An alternative definition for the transitivity coefficient, which is often referred to as clustering coefficient, of that of the mean local clustering coefficient of nodes in the network:

$\displaystyle{C = \frac{1}{n} \sum_{i} C_{i}}$

Mind that this is a different definition from the transitivity coefficient $T$ defined above. This definition has the drawback that it tends to be dominated by vertices with low degree, since they have a small number of possible pairs of neighbors (the denominator of the local clustering coefficient). In particular, a node with only two neighbors which are connected each other has local clustering one.
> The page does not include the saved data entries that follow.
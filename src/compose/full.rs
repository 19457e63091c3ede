use crate::{
    compose::parallel::Workers, foundation::core::PixelBuffer, stack::stack::LayerStack,
};

/// Visible overlays ordered from the most recently pushed down to layer 1.
pub(crate) fn visible_top_down(stack: &LayerStack) -> Vec<(usize, &[u8])> {
    let vis = stack.visibility();
    (1..stack.layer_count())
        .rev()
        .filter(|&k| vis[k])
        .map(|k| (k, stack.samples(k)))
        .collect()
}

/// First layer in `layers` (top-down order) with a non-zero sample at `i`.
#[inline]
pub(crate) fn first_opaque(layers: &[(usize, &[u8])], i: usize) -> Option<(usize, u8)> {
    layers.iter().find_map(|&(k, samples)| {
        let v = samples[i];
        (v != 0).then_some((k, v))
    })
}

/// Topmost-wins flatten of every visible layer over the whole image.
///
/// O(layers × samples); samples are independent and split across workers.
pub(crate) fn compose_full(stack: &LayerStack, workers: &Workers) -> PixelBuffer {
    let shape = stack.shape();
    let layers = visible_top_down(stack);
    let base = stack.base();

    let mut out = vec![0u8; shape.sample_count()];
    workers.chunks(&mut out, workers.chunk_len(), |offset, chunk| {
        for (j, dst) in chunk.iter_mut().enumerate() {
            let i = offset + j;
            *dst = match first_opaque(&layers, i) {
                Some((_, v)) => v,
                None => base[i],
            };
        }
    });
    PixelBuffer::from_samples(shape, out)
}
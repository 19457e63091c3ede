use crate::{
    compose::parallel::Workers,
    foundation::core::{BoundingBox, PixelBuffer, check_color},
    foundation::error::{StackError, StackResult},
};

/// Stroke a hollow rectangle around each box.
///
/// The stroke is the `thickness`-wide band just outside the box on all four sides, clipped to
/// the buffer. Box interiors are never written and empty boxes are skipped.
///
/// Unlike [`LayerStack::push`](crate::LayerStack::push), boxes reaching past the buffer are
/// not rejected: only their in-buffer part of the band is drawn, and a box lying wholly
/// outside draws nothing. Inverted boxes are still a
/// [`StackError::DegenerateBoundingBox`].
pub fn draw_boxes(
    buffer: &mut PixelBuffer,
    boxes: &[BoundingBox],
    color: &[u8],
    thickness: usize,
) -> StackResult<()> {
    draw_boxes_with(&Workers::serial(), buffer, boxes, color, thickness)
}

// Work is split by buffer row; each row paints the bands of every box crossing it, so writes
// stay disjoint even when boxes overlap.
pub(crate) fn draw_boxes_with(
    workers: &Workers,
    buffer: &mut PixelBuffer,
    boxes: &[BoundingBox],
    color: &[u8],
    thickness: usize,
) -> StackResult<()> {
    let shape = buffer.shape();
    check_color(shape, color)?;
    if let Some(b) = boxes.iter().find(|b| b.row1 < b.row0 || b.col1 < b.col0) {
        return Err(StackError::degenerate(format!(
            "({}, {}, {}, {}) has inverted extents",
            b.row0, b.col0, b.row1, b.col1
        )));
    }

    let boxes: Vec<BoundingBox> = boxes.iter().copied().filter(|b| !b.is_empty()).collect();
    if thickness == 0 || boxes.is_empty() || shape.sample_count() == 0 {
        return Ok(());
    }

    let (w, h, ch) = (shape.width, shape.height, shape.channels);
    let row_len = shape.row_len();
    workers.chunks(buffer.data_mut(), row_len, |offset, row| {
        let r = offset / row_len;
        let mut paint = |c0: usize, c1: usize| {
            for px in row[c0.min(w) * ch..c1.min(w) * ch].chunks_exact_mut(ch) {
                px.copy_from_slice(color);
            }
        };
        for b in &boxes {
            let outer_r0 = b.row0.saturating_sub(thickness);
            let outer_r1 = b.row1.saturating_add(thickness).min(h);
            if r < outer_r0 || r >= outer_r1 {
                continue;
            }
            let outer_c0 = b.col0.saturating_sub(thickness);
            let outer_c1 = b.col1.saturating_add(thickness);
            if b.rows().contains(&r) {
                paint(outer_c0, b.col0);
                paint(b.col1, outer_c1);
            } else {
                paint(outer_c0, outer_c1);
            }
        }
    });
    Ok(())
}

#[cfg(test)]
#[path = "../../tests/unit/overlay/bounds.rs"]
mod tests;
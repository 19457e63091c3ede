/// Convenience result type used across annostack.
pub type StackResult<T> = Result<T, StackError>;

/// Error taxonomy of the layer stack, compositor and overlay helpers.
#[derive(thiserror::Error, Debug)]
pub enum StackError {
    /// A select or visibility operation referenced a layer outside `[0, count)`.
    #[error("invalid layer index: {index} (layer count {count})")]
    InvalidLayerIndex {
        /// Index requested by the caller.
        index: usize,
        /// Number of layers in the stack at the time of the call.
        count: usize,
    },

    /// A buffer's dimensions disagree with the shape established by the stack.
    #[error("shape mismatch: {0}")]
    ShapeMismatch(String),

    /// A bounding box with inverted extents (`row1 < row0` or `col1 < col0`).
    #[error("degenerate bounding box: {0}")]
    DegenerateBoundingBox(String),

    /// A bounding box reaching outside the buffer extents.
    #[error("bounding box out of bounds: {0}")]
    BoxOutOfBounds(String),

    /// Invalid configuration or argument values.
    #[error("validation error: {0}")]
    Validation(String),

    /// Layer storage could not grow: the size overflows `usize` or the allocator refused it.
    #[error("capacity exceeded: {0}")]
    CapacityExceeded(String),

    /// Errors when serializing or deserializing metadata records.
    #[error("serialization error: {0}")]
    Serde(String),

    /// Wrapped lower-level error from dependencies.
    #[error(transparent)]
    Other(#[from] anyhow::Error),
}

impl StackError {
    /// Build a [`StackError::InvalidLayerIndex`] value.
    pub fn invalid_index(index: usize, count: usize) -> Self {
        Self::InvalidLayerIndex { index, count }
    }

    /// Build a [`StackError::ShapeMismatch`] value.
    pub fn shape(msg: impl Into<String>) -> Self {
        Self::ShapeMismatch(msg.into())
    }

    /// Build a [`StackError::DegenerateBoundingBox`] value.
    pub fn degenerate(msg: impl Into<String>) -> Self {
        Self::DegenerateBoundingBox(msg.into())
    }

    /// Build a [`StackError::BoxOutOfBounds`] value.
    pub fn out_of_bounds(msg: impl Into<String>) -> Self {
        Self::BoxOutOfBounds(msg.into())
    }

    /// Build a [`StackError::Validation`] value.
    pub fn validation(msg: impl Into<String>) -> Self {
        Self::Validation(msg.into())
    }

    /// Build a [`StackError::CapacityExceeded`] value.
    pub fn capacity(msg: impl Into<String>) -> Self {
        Self::CapacityExceeded(msg.into())
    }

    /// Build a [`StackError::Serde`] value.
    pub fn serde(msg: impl Into<String>) -> Self {
        Self::Serde(msg.into())
    }
}

#[cfg(test)]
#[path = "../../tests/unit/foundation/error.rs"]
mod tests;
For this reason, the clustering coefficient $C$ is, in general, higher than the transitivity coefficient $T$. For the collaboration network in computer science, for instance, it is 0.75, where transitivity is 0.24. Moreover, for vertices of degree zero or one the local clustering coefficient is not defined (both numerator and denominator are 0). Hence for networks with a significant number of vertices with low degree, the clustering coefficient $C$ gives a rather poor picture of the overall properties of the network.
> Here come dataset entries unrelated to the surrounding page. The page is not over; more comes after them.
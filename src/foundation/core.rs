use std::ops::Range;

use crate::foundation::error::{StackError, StackResult};

/// Dimensions of every buffer in a stack: rows, columns and channels per pixel.
#[derive(Clone, Copy, Debug, PartialEq, Eq, Hash, serde::Serialize, serde::Deserialize)]
pub struct Shape {
    /// Number of rows (image height).
    pub height: usize,
    /// Number of columns (image width).
    pub width: usize,
    /// Scalars per pixel.
    pub channels: usize,
}

impl Shape {
    /// Create a validated shape (see [`Shape::validate`]).
    pub fn new(height: usize, width: usize, channels: usize) -> StackResult<Self> {
        let shape = Self {
            height,
            width,
            channels,
        };
        shape.validate()?;
        Ok(shape)
    }

    /// Reject shapes no buffer can have: zero channels, or a sample count that overflows
    /// `usize`.
    ///
    /// Buffer, stack and cache constructors call this on every shape they accept.
    pub fn validate(self) -> StackResult<()> {
        if self.channels == 0 {
            return Err(StackError::validation("shape channels must be >= 1"));
        }
        self.height
            .checked_mul(self.width)
            .and_then(|n| n.checked_mul(self.channels))
            .ok_or_else(|| {
                StackError::validation(format!("shape {self} overflows the sample count"))
            })?;
        Ok(())
    }

    /// Number of pixels (`height * width`).
    pub fn pixel_count(self) -> usize {
        self.height * self.width
    }

    /// Number of scalars in a buffer of this shape (`height * width * channels`).
    ///
    /// Compositing and the history cache operate on this flattened sample index space.
    pub fn sample_count(self) -> usize {
        self.pixel_count() * self.channels
    }

    /// Scalars per row.
    pub fn row_len(self) -> usize {
        self.width * self.channels
    }
}

impl std::fmt::Display for Shape {
    fn fmt(&self, f: &mut std::fmt::Formatter<'_>) -> std::fmt::Result {
        write!(f, "{}x{}x{}", self.height, self.width, self.channels)
    }
}

/// Row-major, channel-interleaved `u8` image.
///
/// For overlay layers a zero scalar means "transparent". For the base layer zero is an
/// ordinary colour value.
#[derive(Clone, Debug, PartialEq, Eq)]
pub struct PixelBuffer {
    shape: Shape,
    data: Vec<u8>,
}

impl PixelBuffer {
    /// All-zero buffer.
    pub fn new(shape: Shape) -> StackResult<Self> {
        shape.validate()?;
        Ok(Self {
            shape,
            data: vec![0; shape.sample_count()],
        })
    }

    /// Wrap existing samples; `data.len()` must equal `shape.sample_count()`.
    pub fn from_vec(shape: Shape, data: Vec<u8>) -> StackResult<Self> {
        shape.validate()?;
        if data.len() != shape.sample_count() {
            return Err(StackError::shape(format!(
                "buffer of {} samples does not match shape {shape} ({} samples)",
                data.len(),
                shape.sample_count()
            )));
        }
        Ok(Self { shape, data })
    }

    pub(crate) fn from_samples(shape: Shape, data: Vec<u8>) -> Self {
        debug_assert_eq!(data.len(), shape.sample_count());
        Self { shape, data }
    }

    /// Buffer with every pixel set to `color`.
    pub fn filled(shape: Shape, color: &[u8]) -> StackResult<Self> {
        shape.validate()?;
        check_color(shape, color)?;
        Ok(Self {
            shape,
            data: color.repeat(shape.pixel_count()),
        })
    }

    /// Buffer shape.
    pub fn shape(&self) -> Shape {
        self.shape
    }

    /// Flattened samples.
    pub fn data(&self) -> &[u8] {
        &self.data
    }

    /// Mutable flattened samples.
    pub fn data_mut(&mut self) -> &mut [u8] {
        &mut self.data
    }

    /// Consume the buffer and return its samples.
    pub fn into_vec(self) -> Vec<u8> {
        self.data
    }

    /// Channel values of the pixel at `(row, col)`, or `None` outside the buffer.
    pub fn pixel(&self, row: usize, col: usize) -> Option<&[u8]> {
        if row >= self.shape.height || col >= self.shape.width {
            return None;
        }
        let start = (row * self.shape.width + col) * self.shape.channels;
        Some(&self.data[start..start + self.shape.channels])
    }

    /// Overwrite the pixel at `(row, col)`; out-of-range coordinates are ignored.
    pub fn set_pixel(&mut self, row: usize, col: usize, color: &[u8]) -> StackResult<()> {
        check_color(self.shape, color)?;
        if row >= self.shape.height || col >= self.shape.width {
            return Ok(());
        }
        let start = (row * self.shape.width + col) * self.shape.channels;
        self.data[start..start + self.shape.channels].copy_from_slice(color);
        Ok(())
    }

    /// Fill the box region with `color`, leaving the rest untouched.
    pub fn fill_box(&mut self, bbox: BoundingBox, color: &[u8]) -> StackResult<()> {
        check_color(self.shape, color)?;
        bbox.check_within(self.shape)?;
        let row_len = self.shape.row_len();
        let ch = self.shape.channels;
        for r in bbox.rows() {
            let row = &mut self.data[r * row_len..(r + 1) * row_len];
            for px in row[bbox.col0 * ch..bbox.col1 * ch].chunks_exact_mut(ch) {
                px.copy_from_slice(color);
            }
        }
        Ok(())
    }

    /// Tight bounding box around every pixel with a non-zero channel.
    ///
    /// Returns [`BoundingBox::EMPTY`] for an all-zero buffer.
    pub fn nonzero_bounds(&self) -> BoundingBox {
        let ch = self.shape.channels;
        let mut found = false;
        let (mut r0, mut c0, mut r1, mut c1) = (usize::MAX, usize::MAX, 0, 0);
        for (i, px) in self.data.chunks_exact(ch).enumerate() {
            if px.iter().all(|&v| v == 0) {
                continue;
            }
            let (r, c) = (i / self.shape.width, i % self.shape.width);
            found = true;
            r0 = r0.min(r);
            c0 = c0.min(c);
            r1 = r1.max(r + 1);
            c1 = c1.max(c + 1);
        }
        if !found {
            return BoundingBox::EMPTY;
        }
        BoundingBox {
            row0: r0,
            col0: c0,
            row1: r1,
            col1: c1,
        }
    }

    /// Convert an 8-bit RGB image into a 3-channel buffer.
    pub fn from_rgb8(img: &image::RgbImage) -> Self {
        let shape = Shape {
            height: img.height() as usize,
            width: img.width() as usize,
            channels: 3,
        };
        Self {
            shape,
            data: img.as_raw().clone(),
        }
    }

    /// Convert any decoded image into a 3-channel buffer.
    pub fn from_dynamic(img: image::DynamicImage) -> Self {
        Self::from_rgb8(&img.into_rgb8())
    }

    /// Convert to an 8-bit RGB image. Single-channel buffers are expanded to grey.
    pub fn to_rgb8(&self) -> StackResult<image::RgbImage> {
        let w = u32::try_from(self.shape.width)
            .map_err(|_| StackError::validation("buffer width exceeds u32"))?;
        let h = u32::try_from(self.shape.height)
            .map_err(|_| StackError::validation("buffer height exceeds u32"))?;
        let raw = match self.shape.channels {
            3 => self.data.clone(),
            1 => self.data.iter().flat_map(|&v| [v, v, v]).collect(),
            n => {
                return Err(StackError::shape(format!(
                    "rgb8 conversion expects 1 or 3 channels, got {n}"
                )));
            }
        };
        image::RgbImage::from_raw(w, h, raw)
            .ok_or_else(|| StackError::shape("rgb8 buffer length does not match dimensions"))
    }
}

pub(crate) fn check_color(shape: Shape, color: &[u8]) -> StackResult<()> {
    if color.len() != shape.channels {
        return Err(StackError::validation(format!(
            "color has {} channels, buffer expects {}",
            color.len(),
            shape.channels
        )));
    }
    Ok(())
}

/// Painted region of a layer: rows `[row0, row1)` and columns `[col0, col1)`.
#[derive(Clone, Copy, Debug, Default, PartialEq, Eq, Hash, serde::Serialize, serde::Deserialize)]
pub struct BoundingBox {
    /// First row (inclusive).
    pub row0: usize,
    /// First column (inclusive).
    pub col0: usize,
    /// Last row (exclusive).
    pub row1: usize,
    /// Last column (exclusive).
    pub col1: usize,
}

impl BoundingBox {
    /// The "no region" box.
    pub const EMPTY: Self = Self {
        row0: 0,
        col0: 0,
        row1: 0,
        col1: 0,
    };

    /// Create a validated box. Inverted extents are rejected, never clamped.
    pub fn new(row0: usize, col0: usize, row1: usize, col1: usize) -> StackResult<Self> {
        if row1 < row0 || col1 < col0 {
            return Err(StackError::degenerate(format!(
                "({row0}, {col0}, {row1}, {col1}) has inverted extents"
            )));
        }
        Ok(Self {
            row0,
            col0,
            row1,
            col1,
        })
    }

    /// Validate signed coordinates (as decoded from external metadata).
    pub fn from_signed(row0: i64, col0: i64, row1: i64, col1: i64) -> StackResult<Self> {
        let conv = |v: i64| {
            usize::try_from(v).map_err(|_| {
                StackError::degenerate(format!(
                    "({row0}, {col0}, {row1}, {col1}) has negative coordinates"
                ))
            })
        };
        Self::new(conv(row0)?, conv(col0)?, conv(row1)?, conv(col1)?)
    }

    /// Box covering a whole buffer of `shape`.
    pub fn full(shape: Shape) -> Self {
        Self {
            row0: 0,
            col0: 0,
            row1: shape.height,
            col1: shape.width,
        }
    }

    /// Rows covered.
    pub fn height(self) -> usize {
        self.row1.saturating_sub(self.row0)
    }

    /// Columns covered.
    pub fn width(self) -> usize {
        self.col1.saturating_sub(self.col0)
    }

    /// Pixel area.
    pub fn area(self) -> usize {
        self.height() * self.width()
    }

    /// `true` when the box covers no pixel. Region-scoped operations skip such boxes.
    pub fn is_empty(self) -> bool {
        self.area() == 0
    }

    /// Row range `[row0, row1)`.
    pub fn rows(self) -> Range<usize> {
        self.row0..self.row1
    }

    /// Column range `[col0, col1)`.
    pub fn cols(self) -> Range<usize> {
        self.col0..self.col1
    }

    /// `true` when `(row, col)` lies inside the box.
    pub fn contains(self, row: usize, col: usize) -> bool {
        self.rows().contains(&row) && self.cols().contains(&col)
    }

    /// Reject boxes that reach outside a buffer of `shape`.
    pub fn check_within(self, shape: Shape) -> StackResult<()> {
        if self.row1 < self.row0 || self.col1 < self.col0 {
            return Err(StackError::degenerate(format!(
                "({}, {}, {}, {}) has inverted extents",
                self.row0, self.col0, self.row1, self.col1
            )));
        }
        if self.row1 > shape.height || self.col1 > shape.width {
            return Err(StackError::out_of_bounds(format!(
                "({}, {}, {}, {}) exceeds buffer {shape}",
                self.row0, self.col0, self.row1, self.col1
            )));
        }
        Ok(())
    }
}

#[cfg(test)]
#[path = "../../tests/unit/foundation/core.rs"]
mod tests;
As for directed networks, the transitivity coefficient is computed as for undirected networks, but ignoring the direction of the edges. However, notice that, where on undirected graphs the smallest loop has length three, in a directed graph it has length two; it is a sequence $x,y,x$ such that the directed edges $(x,y)$ e $(y,x)$ belong to the graph. We can thus measure the frequency of loops of length two in a directed network, which is called reciprocity. It measures how likely it is that a vertex that you point to also points back at you. Formally, the reciprocity of a directed network is the fraction of edges that belong to a loop of length two, or:

$\displaystyle{R = \frac{1}{m} \sum_{i,j} A_{i,j} A_{j,i} = \frac{1}{m} \mathrm{Tr} \, A^2}$

where $m$ the the number of edges and $A$ the adjacency matrix of the graph. Notice that $A_{i,j} A_{j,i} = 1$ if and only if $i$ links to $j$ and vice versa. For the Web, the reciprocity is about 57%, meaning that more than half of the links link back. For the network of who has whom in the email address book the reciprocity was found about 23%.

The transitivity measures the density of loops of length three (triangles) in a network. We can also look at densities of other small groups of nodes, or motifs, and they are called (the reciprocity in directed networks was an example, in fact). For instance, in genetic regulatory networks and neural networks researchers have found certain small motifs that occurred far more often than expected on the basis of chance. They conjectured that these motifs were playing the role of functional circuit elements, and that they might be an evolutionary result of their usefulness to the organisms involved.